[Data entries]
§ §

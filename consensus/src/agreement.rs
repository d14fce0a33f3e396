//! Agreement nodes and the dependency DAG that owns them.
//!
//! An [`Agreement`] node owns a vote log, a set of parent references, a
//! current preferred object, and the instant it was last marked. Nodes live
//! in a [`Dag`] arena and are addressed by [`NodeId`]; parents must exist
//! before a child is created and parent sets are never extended afterwards,
//! so the graph is acyclic by construction.
//!
//! Two rules govern the DAG:
//!
//! - **Confirmation** ([`Dag::tally`]) — an object is confirmed once it
//!   holds quorum across consecutive edges for at least the hold duration.
//!   A confirmed node detaches from its ancestors; it no longer depends on
//!   them for stability.
//! - **Replacement** ([`Dag::vote`]) — a node adopts the window's plurality
//!   as its new preference only when every ancestor's last mark is at least
//!   one window old. Marking on every cast vote is what makes the spacing
//!   rule bite: a chain of agreements cannot churn faster than the window.
//!
//! Nodes are reference counted: the creator's handle counts for one, each
//! child's parent reference for one more. Dropping the last reference
//! removes the node and cascades to its ancestors, mirroring a shared-
//! pointer parent graph without interior mutability.

use crate::error::AgreementError;
use crate::log::VoteLog;
use crate::scanner;
use crate::tally::Tally;
use accord_types::{Clock, Object, TimePoint, ValidatorId, ValidatorSet};
use serde::{Deserialize, Serialize};
use std::collections::{HashMap, HashSet};
use std::fmt;

/// Stable handle to an agreement node within a [`Dag`].
#[derive(
    Clone, Copy, Debug, PartialEq, Eq, PartialOrd, Ord, Hash, Serialize, Deserialize,
)]
pub struct NodeId(u64);

impl fmt::Display for NodeId {
    fn fmt(&self, f: &mut fmt::Formatter<'_>) -> fmt::Result {
        write!(f, "#{}", self.0)
    }
}

/// One agreement node.
#[derive(Clone, Debug)]
pub struct Agreement<O, V, T: TimePoint> {
    window: T::Span,
    votes: VoteLog<O, V, T>,
    parents: HashSet<NodeId>,
    preferred: O,
    marked_at: T,
    refs: usize,
}

impl<O: Object, V: ValidatorId, T: TimePoint> Agreement<O, V, T> {
    fn new(window: T::Span, object: O, parents: HashSet<NodeId>) -> Self {
        Self {
            window,
            votes: VoteLog::new(),
            parents,
            preferred: object,
            marked_at: T::default(),
            refs: 1,
        }
    }

    /// The sliding-window width fixed at construction.
    pub fn window(&self) -> T::Span {
        self.window
    }

    /// The object this node currently prefers.
    pub fn preferred(&self) -> &O {
        &self.preferred
    }

    /// When this node was last marked by a cast vote or a descendant's;
    /// the epoch default if never.
    pub fn marked_at(&self) -> T {
        self.marked_at
    }

    pub fn parents(&self) -> &HashSet<NodeId> {
        &self.parents
    }

    pub fn votes(&self) -> &VoteLog<O, V, T> {
        &self.votes
    }

    /// Outstanding references: the creator's handle plus one per child.
    pub fn ref_count(&self) -> usize {
        self.refs
    }
}

/// Arena of agreement nodes forming a DAG of dependencies.
///
/// All operations are synchronous and single-threaded; a DAG shared across
/// threads needs external serialisation around the whole `Dag` value.
#[derive(Clone, Debug)]
pub struct Dag<O, V, T: TimePoint> {
    nodes: HashMap<NodeId, Agreement<O, V, T>>,
    next: u64,
}

impl<O: Object, V: ValidatorId, T: TimePoint> Default for Dag<O, V, T> {
    fn default() -> Self {
        Self::new()
    }
}

impl<O: Object, V: ValidatorId, T: TimePoint> Dag<O, V, T> {
    pub fn new() -> Self {
        Self {
            nodes: HashMap::new(),
            next: 0,
        }
    }

    /// Number of live nodes.
    pub fn len(&self) -> usize {
        self.nodes.len()
    }

    pub fn is_empty(&self) -> bool {
        self.nodes.is_empty()
    }

    pub fn contains(&self, id: NodeId) -> bool {
        self.nodes.contains_key(&id)
    }

    pub fn get(&self, id: NodeId) -> Result<&Agreement<O, V, T>, AgreementError> {
        self.nodes.get(&id).ok_or(AgreementError::UnknownNode(id))
    }

    /// Create a root node preferring `object`.
    pub fn create(&mut self, window: T::Span, object: O) -> NodeId {
        let id = NodeId(self.next);
        self.next += 1;
        self.nodes
            .insert(id, Agreement::new(window, object, HashSet::new()));
        id
    }

    /// Create a node depending on `parents`, preferring `object`.
    ///
    /// Every parent must already exist, which is what keeps the graph
    /// acyclic: a node can never be reachable from its own parent set.
    pub fn create_with_parents(
        &mut self,
        window: T::Span,
        object: O,
        parents: impl IntoIterator<Item = NodeId>,
    ) -> Result<NodeId, AgreementError> {
        let parents: HashSet<NodeId> = parents.into_iter().collect();
        for &parent in &parents {
            if !self.nodes.contains_key(&parent) {
                return Err(AgreementError::UnknownParent(parent));
            }
        }
        for &parent in &parents {
            if let Some(node) = self.nodes.get_mut(&parent) {
                node.refs += 1;
            }
        }
        let id = NodeId(self.next);
        self.next += 1;
        self.nodes.insert(id, Agreement::new(window, object, parents));
        Ok(id)
    }

    /// Drop the creator's handle on `id`. The node is removed once no child
    /// references it either, releasing its own parents in cascade.
    pub fn release(&mut self, id: NodeId) -> Result<(), AgreementError> {
        if !self.nodes.contains_key(&id) {
            return Err(AgreementError::UnknownNode(id));
        }
        self.unref(id);
        Ok(())
    }

    /// Append an observed vote to `id`'s log. Votes may arrive in any
    /// order; sweeps always replay the log in time order.
    pub fn insert(
        &mut self,
        id: NodeId,
        object: O,
        time: T,
        validator: V,
    ) -> Result<(), AgreementError> {
        let node = self
            .nodes
            .get_mut(&id)
            .ok_or(AgreementError::UnknownNode(id))?;
        node.votes.insert(object, time, validator);
        Ok(())
    }

    /// Drop `id`'s vote events observed before `cutoff`; returns how many
    /// were dropped. Never invoked implicitly.
    pub fn prune(&mut self, id: NodeId, cutoff: T) -> Result<usize, AgreementError> {
        let node = self
            .nodes
            .get_mut(&id)
            .ok_or(AgreementError::UnknownNode(id))?;
        Ok(node.votes.prune(cutoff))
    }

    /// Sweep `id`'s log across `[begin, end]` into a caller-owned tally,
    /// with caller-supplied edge and fault callbacks.
    pub fn scan<S, E, F>(
        &self,
        id: NodeId,
        tally: &mut Tally<O, V, T, S::Weight>,
        begin: T,
        end: T,
        validators: &S,
        edge: &mut E,
        fault: &mut F,
    ) -> Result<(), AgreementError>
    where
        S: ValidatorSet<Id = V>,
        E: FnMut(T, &Tally<O, V, T, S::Weight>),
        F: FnMut(&V),
    {
        let node = self.get(id)?;
        scanner::sweep(
            &node.votes,
            tally,
            node.window,
            begin,
            end,
            validators,
            edge,
            fault,
        );
        Ok(())
    }

    /// Sweep `[begin, end]` and fire `confirm` each time an object has held
    /// quorum for at least `hold` by the next edge.
    ///
    /// Confirmation requires one edge to establish quorum and a later edge
    /// to observe the hold elapsed, so a lone burst of simultaneous votes
    /// does not confirm by itself. `confirm` may fire at several
    /// consecutive edges within one call, so callers latch. Once any
    /// confirmation fired the node detaches from its ancestors.
    pub fn tally<S, C, F>(
        &mut self,
        id: NodeId,
        begin: T,
        end: T,
        validators: &S,
        confirm: &mut C,
        fault: &mut F,
        hold: T::Span,
    ) -> Result<(), AgreementError>
    where
        S: ValidatorSet<Id = V>,
        C: FnMut(&O, S::Weight),
        F: FnMut(&V),
    {
        let node = self.get(id)?;
        let quorum = validators.quorum();
        let mut tally = Tally::new();
        let mut holding = false;
        let mut held_since = T::default();
        let mut held = node.preferred.clone();
        let mut confirmed = false;

        let mut edge = |time: T, tally: &Tally<O, V, T, S::Weight>| {
            let (weight, object) = tally.max();
            let holding_next = weight >= quorum;
            // `holding` and `held` describe the previous edge here: quorum
            // must have been standing before this instant for the hold to
            // have elapsed.
            if holding && time.since(held_since) >= hold {
                confirm(&held, weight);
                confirmed = true;
            }
            if !holding || held != object {
                held_since = time;
                held = object;
            }
            holding = holding_next;
        };
        scanner::sweep(
            &node.votes,
            &mut tally,
            node.window,
            begin,
            end,
            validators,
            &mut edge,
            fault,
        );

        if confirmed {
            tracing::debug!(node = %id, "object confirmed; detaching from ancestors");
            self.clear_parents(id);
        }
        Ok(())
    }

    /// Re-evaluate `id`'s preference over the window ending at `now`, then
    /// declare it through `cast`.
    ///
    /// When the window carries quorum weight and its plurality differs from
    /// the current preference, the node may adopt it, but only if every
    /// ancestor's last mark is at least one window old. A refused adoption
    /// returns the earliest instant at which it would be legal and casts
    /// nothing. In every other case the node marks itself and its ancestors
    /// at `now`, casts the (possibly updated) preference, and returns
    /// `now + window` as the next time to vote.
    pub fn vote<S, CB, F>(
        &mut self,
        id: NodeId,
        cast: &mut CB,
        validators: &S,
        now: T,
        fault: &mut F,
    ) -> Result<T, AgreementError>
    where
        S: ValidatorSet<Id = V>,
        CB: FnMut(&O, T),
        F: FnMut(&V),
    {
        let node = self.get(id)?;
        let window = node.window;
        let mut tally = Tally::new();
        scanner::sweep(
            &node.votes,
            &mut tally,
            window,
            now.rewind(window),
            now,
            validators,
            &mut |_, _: &Tally<O, V, T, S::Weight>| {},
            fault,
        );
        let (_, object) = tally.max();

        if tally.total() >= validators.quorum() && node.preferred != object {
            let cutoff = self.replaceable(id)?;
            if cutoff > now {
                tracing::trace!(node = %id, "replacement deferred");
                return Ok(cutoff);
            }
            if let Some(node) = self.nodes.get_mut(&id) {
                node.preferred = object.clone();
            }
            self.mark(id, now)?;
            cast(&object, now);
            tracing::debug!(node = %id, "adopted new preferred object");
        } else {
            let preferred = node.preferred.clone();
            self.mark(id, now)?;
            cast(&preferred, now);
        }
        Ok(now.advance(window))
    }

    /// [`Dag::vote`] with `now` sampled from `clock`.
    pub fn vote_now<S, CB, F, C>(
        &mut self,
        id: NodeId,
        cast: &mut CB,
        validators: &S,
        clock: &C,
        fault: &mut F,
    ) -> Result<T, AgreementError>
    where
        S: ValidatorSet<Id = V>,
        CB: FnMut(&O, T),
        F: FnMut(&V),
        C: Clock<Instant = T>,
    {
        let now = clock.now();
        self.vote(id, cast, validators, now, fault)
    }

    /// Return `id` to its uncommitted state, preferring `object`.
    ///
    /// The vote log is retained; parents cleared by an earlier confirmation
    /// stay cleared.
    pub fn reset(&mut self, id: NodeId, object: O) -> Result<(), AgreementError> {
        let node = self
            .nodes
            .get_mut(&id)
            .ok_or(AgreementError::UnknownNode(id))?;
        node.marked_at = T::default();
        node.preferred = object;
        Ok(())
    }

    /// Stamp `id` and every transitive ancestor with `now`. Each node is
    /// visited exactly once.
    fn mark(&mut self, id: NodeId, now: T) -> Result<(), AgreementError> {
        if !self.nodes.contains_key(&id) {
            return Err(AgreementError::UnknownNode(id));
        }
        let mut visited: HashSet<NodeId> = HashSet::new();
        let mut work = vec![id];
        while let Some(id) = work.pop() {
            let Some(node) = self.nodes.get_mut(&id) else {
                continue;
            };
            node.marked_at = now;
            for &parent in &node.parents {
                if visited.insert(parent) {
                    work.push(parent);
                }
            }
        }
        Ok(())
    }

    /// Earliest instant at which `id` may adopt a new preference: the
    /// latest ancestor mark (self included) plus this node's window.
    fn replaceable(&self, id: NodeId) -> Result<T, AgreementError> {
        let window = self.get(id)?.window;
        let mut visited: HashSet<NodeId> = HashSet::new();
        let mut work = vec![id];
        let mut cutoff = T::default();
        while let Some(id) = work.pop() {
            let Some(node) = self.nodes.get(&id) else {
                continue;
            };
            cutoff = cutoff.max(node.marked_at.advance(window));
            for &parent in &node.parents {
                if visited.insert(parent) {
                    work.push(parent);
                }
            }
        }
        Ok(cutoff)
    }

    fn clear_parents(&mut self, id: NodeId) {
        let parents: Vec<NodeId> = match self.nodes.get_mut(&id) {
            Some(node) => node.parents.drain().collect(),
            None => return,
        };
        for parent in parents {
            self.unref(parent);
        }
    }

    fn unref(&mut self, id: NodeId) {
        let mut work = vec![id];
        while let Some(id) = work.pop() {
            let remove = match self.nodes.get_mut(&id) {
                Some(node) => {
                    node.refs -= 1;
                    node.refs == 0
                }
                None => false,
            };
            if remove {
                if let Some(node) = self.nodes.remove(&id) {
                    work.extend(node.parents.iter().copied());
                }
            }
        }
    }
}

§ §

## WHAT THE TASK ASKS
Search the entries for the string "handle" and collect each line that has it.

## YOUR RESPONSE
//! Nodes are reference counted: the creator's handle counts for one, each
/// Stable handle to an agreement node within a [`Dag`].
    /// Outstanding references: the creator's handle plus one per child.
    /// Drop the creator's handle on `id`. The node is removed once no child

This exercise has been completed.